- Nightrider as depicted in Team Titans #6 (March 1993). Art by Art Nichols .

Publication information
- Publisher: DC Comics
- First appearance: The New Titans #79 (September 1991)
- Created by: Marv Wolfman

In-story information
- Full name: David
- Team affiliations: Teen Titans
- Notable aliases: Dagon
- Abilities: Vampiric physiology

= Nightrider (DC Comics) =

Nightrider (Dagon) is a fictional vampire superhero from the DC Comics universe. He is a member of the Team Titans, a rebel group seeking to overthrow Lord Chaos, the dictator of an alternate Earth ten years into the future.

==Fictional character biography==
David is originally an ordinary human growing up in London. When he is ten, David was hit by a truck. Lord Chaos takes a special interest in him, making him a test subject.

At the age of fourteen, David is the subject of an experiment in which he is infused with DNA drawn from the bones of Dracula. This transforms David into a vampire, with him assuming the name Dagon and dubbing his human self dead.

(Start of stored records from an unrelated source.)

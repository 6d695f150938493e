// SPDX-License-Identifier: MIT
// Copyright (c) 2025 ReifyDB

use std::{ops::Deref, sync::Arc};

use memkey_type::{Error, FieldType, Result, TypedValue, malformed};
use memkey_type::util::CowVec;
use serde::{Deserialize, Serialize};
use xxhash_rust::xxh3::Xxh3;

use crate::{encoding::keycode, key::EncodedKey, row::Row, schema::FieldInfo};

pub const PRESENT: u8 = 0x00;
pub const NULL: u8 = 0x01;

/// What the key layout needs to know about one field.
#[derive(Debug, Clone, Copy, PartialEq, Eq, Hash, Serialize, Deserialize)]
pub struct KeySpec {
	pub field_type: FieldType,
	pub pad_width: Option<u32>,
	pub nullable: bool,
}

impl KeySpec {
	pub fn new(field_type: FieldType) -> Self {
		Self {
			field_type,
			pad_width: None,
			nullable: false,
		}
	}

	pub fn padded(field_type: FieldType, width: u32) -> Self {
		Self {
			field_type,
			pad_width: Some(width),
			nullable: false,
		}
	}

	pub fn nullable(mut self) -> Self {
		self.nullable = true;
		self
	}

	/// `default_pad_width` fills in for `String` and `Binary` fields that
	/// declare no width of their own.
	pub fn for_field(field: &FieldInfo, default_pad_width: Option<u32>) -> Self {
		let field_type = field.field_type();
		Self {
			field_type,
			pad_width: field.declared_pad_width().or(default_pad_width.filter(|_| field_type.is_padded())),
			nullable: field.is_nullable(),
		}
	}

	pub fn for_type(field_type: FieldType, default_pad_width: Option<u32>) -> Self {
		Self {
			field_type,
			pad_width: default_pad_width.filter(|_| field_type.is_padded()),
			nullable: false,
		}
	}

	fn width(&self) -> Result<u32> {
		match (self.field_type.fixed_byte_width(), self.pad_width) {
			(Some(width), None) => Ok(width),
			(None, Some(width)) => Ok(width),
			(Some(_), Some(_)) => Err(Error::UnsupportedType {
				field_type: self.field_type,
				reason: "fixed-width fields take no pad width",
			}),
			(None, None) => Err(Error::UnsupportedType {
				field_type: self.field_type,
				reason: "variable-length fields need a pad width",
			}),
		}
	}
}

/// Content hash of a sequence of [`KeySpec`]s, used to find a cached layout
/// without collecting the specs first.
#[derive(Debug, Clone, Copy, PartialEq, Eq, Hash)]
pub struct LayoutFingerprint(pub u64);

impl LayoutFingerprint {
	pub fn of(specs: impl Iterator<Item = KeySpec>) -> Self {
		let mut hasher = Xxh3::new();
		for spec in specs {
			hasher.update(&[spec.field_type as u8, u8::from(spec.nullable), u8::from(spec.pad_width.is_some())]);
			hasher.update(&spec.pad_width.unwrap_or(0).to_le_bytes());
		}
		Self(hasher.digest())
	}
}

/// Byte positions of each field inside an encoded key.
#[derive(Debug, Clone)]
pub struct KeyLayout(pub(crate) Arc<KeyLayoutInner>);

impl Deref for KeyLayout {
	type Target = KeyLayoutInner;

	fn deref(&self) -> &Self::Target {
		&self.0
	}
}

#[derive(Debug)]
pub struct KeyLayoutInner {
	pub fingerprint: LayoutFingerprint,
	pub specs: Vec<KeySpec>,
	pub fields: Vec<KeyField>,
	/// size of the whole key in bytes
	pub total_size: u32,
}

#[derive(Debug, Clone, Copy, PartialEq, Eq)]
pub struct KeyField {
	pub field_type: FieldType,
	pub offset: usize,
	/// payload width, without the null marker
	pub width: u32,
	pub nullable: bool,
}

impl KeyField {
	pub fn size(&self) -> usize {
		self.width as usize + usize::from(self.nullable)
	}
}

impl KeyLayout {
	pub fn new(specs: &[KeySpec]) -> Result<Self> {
		let mut fields = Vec::with_capacity(specs.len());
		let mut total: u32 = 0;

		for spec in specs {
			let width = spec.width()?;
			let size = width.checked_add(u32::from(spec.nullable));
			let Some(next) = size.and_then(|size| total.checked_add(size)) else {
				return Err(Error::UnsupportedType {
					field_type: spec.field_type,
					reason: "key width does not fit in 32 bits",
				});
			};
			fields.push(KeyField {
				field_type: spec.field_type,
				offset: total as usize,
				width,
				nullable: spec.nullable,
			});
			total = next;
		}

		Ok(Self(Arc::new(KeyLayoutInner {
			fingerprint: LayoutFingerprint::of(specs.iter().copied()),
			specs: specs.to_vec(),
			fields,
			total_size: total,
		})))
	}

	pub fn testing(types: &[FieldType]) -> Result<Self> {
		Self::new(&types.iter().map(|ty| KeySpec::new(*ty)).collect::<Vec<_>>())
	}
}

impl KeyLayoutInner {
	/// Whether this layout was built from exactly `specs`.
	pub fn matches(&self, specs: impl Iterator<Item = KeySpec>) -> bool {
		self.specs.iter().copied().eq(specs)
	}

	pub fn byte_width(&self) -> u32 {
		self.total_size
	}

	pub fn len(&self) -> usize {
		self.fields.len()
	}

	pub fn is_empty(&self) -> bool {
		self.fields.is_empty()
	}

	/// Appends the key of `row` to `output`. On error `output` is left as it
	/// was.
	pub fn encode_into(&self, row: &Row, output: &mut Vec<u8>) -> Result<()> {
		let start = output.len();
		let result = self.write(row, output);
		if result.is_err() {
			output.truncate(start);
		}
		result
	}

	/// Keys are immutable once built, so they are returned in shared form and
	/// clone without copying.
	pub fn encode(&self, row: &Row) -> Result<EncodedKey> {
		let mut output = Vec::with_capacity(self.total_size as usize);
		self.write(row, &mut output)?;
		let mut key = CowVec::new(output);
		key.share();
		Ok(EncodedKey(key))
	}

	fn write(&self, row: &Row, output: &mut Vec<u8>) -> Result<()> {
		if row.len() != self.fields.len() {
			return Err(Error::FieldCountMismatch {
				expected: self.fields.len(),
				actual: row.len(),
			});
		}
		output.reserve(self.total_size as usize);

		for (index, (field, value)) in self.fields.iter().zip(row.fields()).enumerate() {
			if value.field_type() != field.field_type {
				return Err(Error::TypeMismatch {
					expected: field.field_type,
					actual: value.field_type().to_string(),
				});
			}

			let before = output.len();
			match value.value() {
				Some(value) => {
					if field.nullable {
						output.push(PRESENT);
					}
					keycode::encode_into(field.field_type, value, field.width, output)?;
				}
				None if field.nullable => {
					output.push(NULL);
					output.resize(output.len() + field.width as usize, 0x00);
				}
				None => {
					return Err(Error::UnexpectedNull {
						index,
					});
				}
			}
			assert_eq!(
				output.len() - before,
				field.size(),
				"{} field {index} wrote the wrong number of bytes",
				field.field_type
			);
		}
		Ok(())
	}

	/// Decodes a key produced by [`encode`](Self::encode) with this layout.
	pub fn decode(&self, key: &[u8]) -> Result<Row> {
		if key.len() != self.total_size as usize {
			return malformed!("key has {} bytes, layout needs {}", key.len(), self.total_size);
		}

		let mut values = Vec::with_capacity(self.fields.len());
		for (index, field) in self.fields.iter().enumerate() {
			let bytes = &key[field.offset..field.offset + field.size()];
			let payload = if field.nullable {
				match bytes[0] {
					PRESENT => Some(&bytes[1..]),
					NULL if bytes[1..].iter().all(|b| *b == 0x00) => None,
					NULL => return malformed!("null field {index} has a non-zero payload"),
					other => return malformed!("field {index} has null marker {other:#04x}"),
				}
			} else {
				Some(bytes)
			};

			let value = match payload {
				Some(payload) => TypedValue::new(field.field_type, Some(keycode::decode(field.field_type, payload)?))?,
				None => TypedValue::null(field.field_type),
			};
			values.push(value);
		}
		Ok(Row::new(values))
	}
}

#[cfg(test)]
pub mod tests {
	use memkey_type::Value;

	use super::*;
	use crate::schema::RowSchema;

	#[test]
	fn test_offsets() {
		let layout = KeyLayout::new(&[
			KeySpec::new(FieldType::Boolean),
			KeySpec::new(FieldType::Int64).nullable(),
			KeySpec::padded(FieldType::String, 5),
			KeySpec::new(FieldType::Int96),
		])
		.unwrap();

		let offsets: Vec<usize> = layout.fields.iter().map(|f| f.offset).collect();
		assert_eq!(offsets, vec![0, 1, 10, 15]);
		assert_eq!(layout.byte_width(), 27);
	}

	#[test]
	fn test_width_errors() {
		assert!(matches!(
			KeyLayout::new(&[KeySpec::new(FieldType::Binary)]),
			Err(Error::UnsupportedType {
				field_type: FieldType::Binary,
				..
			})
		));
		assert!(matches!(
			KeyLayout::new(&[KeySpec::padded(FieldType::Int32, 4)]),
			Err(Error::UnsupportedType {
				field_type: FieldType::Int32,
				..
			})
		));
		assert!(matches!(
			KeyLayout::new(&[KeySpec::padded(FieldType::String, u32::MAX), KeySpec::new(FieldType::Boolean)]),
			Err(Error::UnsupportedType { .. })
		));
	}

	#[test]
	fn test_fingerprint_matches_specs() {
		let specs = [KeySpec::new(FieldType::Int32).nullable(), KeySpec::padded(FieldType::String, 4)];
		let layout = KeyLayout::new(&specs).unwrap();
		assert_eq!(layout.fingerprint, LayoutFingerprint::of(specs.iter().copied()));
		assert!(layout.matches(specs.iter().copied()));

		let other = [KeySpec::new(FieldType::Int32), KeySpec::padded(FieldType::String, 4)];
		assert_ne!(layout.fingerprint, LayoutFingerprint::of(other.iter().copied()));
		assert!(!layout.matches(other.iter().copied()));
		assert!(!layout.matches(specs[..1].iter().copied()));
	}

	#[test]
	fn test_encoded_keys_are_shared() {
		let layout = KeyLayout::testing(&[FieldType::Int32]).unwrap();
		let mut row = Row::from_schema(&RowSchema::from_types(&[FieldType::Int32]));
		row.set_i32(0, 7).unwrap();

		let key = layout.encode(&row).unwrap();
		assert!(matches!(key.0, CowVec::Shared(_)));
		let copy = key.clone();
		assert_eq!(copy, key);
		assert_eq!(copy.as_bytes(), &[0x80, 0x00, 0x00, 0x07]);
	}

	#[test]
	fn test_empty_layout() {
		let layout = KeyLayout::new(&[]).unwrap();
		assert_eq!(layout.byte_width(), 0);
		assert!(layout.encode(&Row::default()).unwrap().is_empty());
	}

	#[test]
	fn test_spec_for_field() {
		let name = FieldInfo::new("name", FieldType::String);
		assert_eq!(KeySpec::for_field(&name, Some(8)).pad_width, Some(8));
		assert_eq!(KeySpec::for_field(&name.clone().pad_width(3), Some(8)).pad_width, Some(3));

		let id = FieldInfo::new("id", FieldType::Int32).nullable();
		let spec = KeySpec::for_field(&id, Some(8));
		assert_eq!(spec.pad_width, None);
		assert!(spec.nullable);
	}

	#[test]
	fn test_null_marker() {
		let layout = KeyLayout::new(&[KeySpec::new(FieldType::Int32).nullable()]).unwrap();
		let schema = RowSchema::from_types(&[FieldType::Int32]);

		let present = Row::from_values(&schema, [Some(Value::Int32(-1))]).unwrap();
		let null = Row::from_schema(&schema);

		assert_eq!(layout.encode(&present).unwrap().as_bytes(), &[0x00, 0x7f, 0xff, 0xff, 0xff]);
		assert_eq!(layout.encode(&null).unwrap().as_bytes(), &[0x01, 0x00, 0x00, 0x00, 0x00]);
		assert_eq!(layout.decode(&[0x01, 0, 0, 0, 0]).unwrap(), null);
	}

	#[test]
	fn test_null_in_required_field() {
		let layout = KeyLayout::testing(&[FieldType::Int32, FieldType::Int32]).unwrap();
		let mut row = Row::from_schema(&RowSchema::from_types(&[FieldType::Int32, FieldType::Int32]));
		row.set_i32(0, 1).unwrap();

		let mut output = vec![0xaa];
		assert_eq!(
			layout.encode_into(&row, &mut output),
			Err(Error::UnexpectedNull {
				index: 1
			})
		);
		assert_eq!(output, vec![0xaa]);
	}

	#[test]
	fn test_row_shape_checked() {
		let layout = KeyLayout::testing(&[FieldType::Int32]).unwrap();
		let wide = Row::from_schema(&RowSchema::from_types(&[FieldType::Int32, FieldType::Int32]));
		assert!(matches!(
			layout.encode(&wide),
			Err(Error::FieldCountMismatch {
				expected: 1,
				actual: 2
			})
		));

		let mut other = Row::from_schema(&RowSchema::from_types(&[FieldType::Int64]));
		other.set_i64(0, 1).unwrap();
		assert!(matches!(layout.encode(&other), Err(Error::TypeMismatch { .. })));
	}

	#[test]
	fn test_decode_rejects_bad_input() {
		let layout = KeyLayout::new(&[KeySpec::new(FieldType::Boolean).nullable()]).unwrap();
		assert!(matches!(layout.decode(&[0x00]), Err(Error::MalformedBuffer { .. })));
		assert!(matches!(layout.decode(&[0x02, 0x01]), Err(Error::MalformedBuffer { .. })));
		assert!(matches!(layout.decode(&[0x01, 0x02]), Err(Error::MalformedBuffer { .. })));
		assert!(matches!(layout.decode(&[0x00, 0x00]), Err(Error::MalformedBuffer { .. })));
		assert_eq!(layout.decode(&[0x00, 0x02]).unwrap().try_get_bool(0), Some(true));
	}

	#[test]
	fn test_decode_rejects_non_canonical_floats() {
		let layout = KeyLayout::testing(&[FieldType::Float32]).unwrap();
		assert!(matches!(layout.decode(&[0x7f, 0xff, 0xff, 0xff]), Err(Error::MalformedBuffer { .. })));
		assert!(matches!(layout.decode(&[0xff, 0xc0, 0x00, 0x00]), Err(Error::MalformedBuffer { .. })));
		assert_eq!(layout.decode(&[0x80, 0x00, 0x00, 0x00]).unwrap().try_get_f32(0), Some(0.0));
	}
}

Nightrider, Killowat, Terra, Mirage, and Battalion travel back in time to kill Donna Troy before she can give birth to Lord Chaos. The team ultimately resolves the conflict by having Troy give up her powers, meaning that Chaos will be born but have no powers. This leaves the Titans trapped in the present with no way to return to their timeline, which no longer exists.

During the Zero Hour: Crisis in Time! event, the Team Titans are revealed to have been created by Monarch and the Time Trapper to serve their goals. When the timeline collapses, the Titans are erased from existence.

==Other versions==
- Dagon appears in Teen Titans Go! #48.
- Dagon appears in DC vs. Vampires: All-Out War #3.